Using Bayesian Network in the Construction of a Bi-level Multi-classifier. A Case Study Using Intensive Care Unit Patients Data B. Sierra, N. Serrano,
Talk outline Brief history of gene-expression profiling for cancer type classification Current commercially available tests - development and performance.
A, unsupervised hierarchical clustering of the expression of probe sets differentially expressed in the oral mucosa of smokers versus never smokers. A,
Presentation transcript:

Gene Selection for Microarray-based Cancer Classification Using Genetic Algorithm 이 정문 2003/04/01 BI Lab

Introduction Microarray can be used for cancer classification based on gene expression. Selection of informative genes for sample discrimination can improve the cancer classification. I use the genetic algorithm (GA) and k-nearest neighbor to find informative genes in multi-class microarray cancer data .
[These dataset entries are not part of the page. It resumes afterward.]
//! Domain names in DNS wire format.
//!
//! Names are sequences of length-prefixed labels closed by a zero byte.
//! Decoding follows compression pointers (RFC 1035 §4.1.4); encoding never
//! produces them.

use crate::error::WireError;
use crate::protocol::{MAX_LABEL_LEN, MAX_NAME_LEN};
use crate::types::strip_trailing_dot;
use super::writer::PacketWriter;

const LABEL_TYPE_MASK: u8 = 0xC0;
const LABEL_LITERAL: u8 = 0x00;
const LABEL_POINTER: u8 = 0xC0;

/// Decode the name starting at `offset`.
///
/// Returns the dotted name (no trailing dot, `"."` for the root) and the
/// offset just past the name as it appears at `offset`. When the name ends
/// in a compression pointer that is the byte after the first pointer, no
/// matter how many further pointers were followed.
pub fn decode_name(packet: &[u8], offset: usize) -> Result<(String, usize), WireError> {
    let mut name = String::new();
    let mut pos = offset;
    let mut resume_at: Option<usize> = None;
    let mut hops = 0usize;

    loop {
        let len_byte = *packet
            .get(pos)
            .ok_or(WireError::LabelOverrun { offset: pos })?;

        match len_byte & LABEL_TYPE_MASK {
            LABEL_LITERAL if len_byte == 0 => {
                if name.is_empty() {
                    name.push('.');
                }
                return Ok((name, resume_at.unwrap_or(pos + 1)));
            }
            LABEL_LITERAL => {
                let len = len_byte as usize;
                let start = pos + 1;
                let raw = packet
                    .get(start..start + len)
                    .ok_or(WireError::LabelOverrun { offset: pos })?;

                let separator = usize::from(!name.is_empty());
                if name.len() + separator + len > MAX_NAME_LEN {
                    return Err(WireError::NameTooLong { max: MAX_NAME_LEN });
                }
                let label = std::str::from_utf8(raw)
                    .map_err(|_| WireError::InvalidUtf8 { offset: start })?;

                if separator == 1 {
                    name.push('.');
                }
                name.push_str(label);
                pos = start + len;
            }
            LABEL_POINTER => {
                let low = *packet
                    .get(pos + 1)
                    .ok_or(WireError::LabelOverrun { offset: pos })?;
                let target = (usize::from(len_byte & !LABEL_TYPE_MASK) << 8) | usize::from(low);

                if target >= packet.len() {
                    return Err(WireError::PointerOutOfRange { offset: pos, target });
                }
                hops += 1;
                if hops > packet.len() {
                    return Err(WireError::PointerLoop { offset: pos });
                }

                resume_at.get_or_insert(pos + 2);
                pos = target;
            }
            _ => return Err(WireError::BadLabelType { offset: pos, byte: len_byte }),
        }
    }
}

/// Encode `name` as uncompressed labels plus the zero terminator.
pub fn encode_name(name: &str) -> Result<Vec<u8>, WireError> {
    let labels = split_labels(name)?;
    let mut out = Vec::with_capacity(name.len() + 2);
    for label in labels {
        out.push(label.len() as u8);
        out.extend_from_slice(label.as_bytes());
    }
    out.push(0);
    Ok(out)
}

/// Same encoding as [`encode_name`], written straight into `w`.
pub fn write_name(w: &mut PacketWriter<'_>, name: &str) -> Result<(), WireError> {
    for label in split_labels(name)? {
        w.put_u8(label.len() as u8)?;
        w.put_slice(label.as_bytes())?;
    }
    w.put_u8(0)
}

/// Validate and split a dotted name. One trailing dot is accepted; the root
/// (`"."` or `""`) has no labels.
fn split_labels(name: &str) -> Result<Vec<&str>, WireError> {
    let name = strip_trailing_dot(name);
    if name.is_empty() {
        return Ok(Vec::new());
    }

    let labels: Vec<&str> = name.split('.').collect();
    if let Some(bad) = labels
        .iter()
        .find(|label| label.is_empty() || label.len() > MAX_LABEL_LEN)
    {
        return Err(WireError::InvalidLabel { label: bad.to_string() });
    }

    let encoded_len: usize = labels.iter().map(|label| label.len() + 1).sum::<usize>() + 1;
    if encoded_len > MAX_NAME_LEN {
        return Err(WireError::NameTooLong { max: MAX_NAME_LEN });
    }

    Ok(labels)
}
Gene Expression Data sample1 sample2 sample3 sample4 sample5 … 1 0.46 0.30 0.80 1.51 0.90 ... 2 -0.10 0.49 0.24 0.06 0.46 ... 3 0.15 0.74 0.04 0.10 0.20 ... 4 -0.45 -1.03 -0.79 -0.56 -0.32 ... 5 -0.06 1.06 1.35 1.09 -1.09 ... Genes 3 Gene expression level of gene i in mRNA sample j Tens or hundreds of samples Vs. Thousands of genes => Need to select informative genes

Rank-based selection methods For each gene, Signal-to-noise = (1 - 2) / ( 1 +  2) BSS/WSS = Are good at identifying genes which are strongly correlated with the target phenotype class distinction but ignore the interaction between genes

GA/kNN method(Leping Li,2001) Initial chromosomes consisting of d genes (In this case d = 5) G1 G35 G7 G21 G3 G32 G5 G1 G21 G10 G6 G3 For each chromosome, assign fitness (the number of samples correctly classified by kNN) G1 G35 G7 G21 G3 G32 G5 G23 G10 G6 Replacement Selection G1 G21 G10 G6 G3 Mutation G1 G23 G10 G6 G3 Is termination criterion met? no yes Save the chromosome

Datasets GCM NCI60 Ramaswamy et al, 2001 14 classes 190 samples (144 training set + 46 test set) 16,063 genes NCI60 Ross et al, 2000 9 classes 60 cancer cell lines 9,703 genes

Issues Choice of termination criterion Computationally intensive One-Vs-All classification : build n classifier for each n class Whether to use crossover Lamarckian GA (?)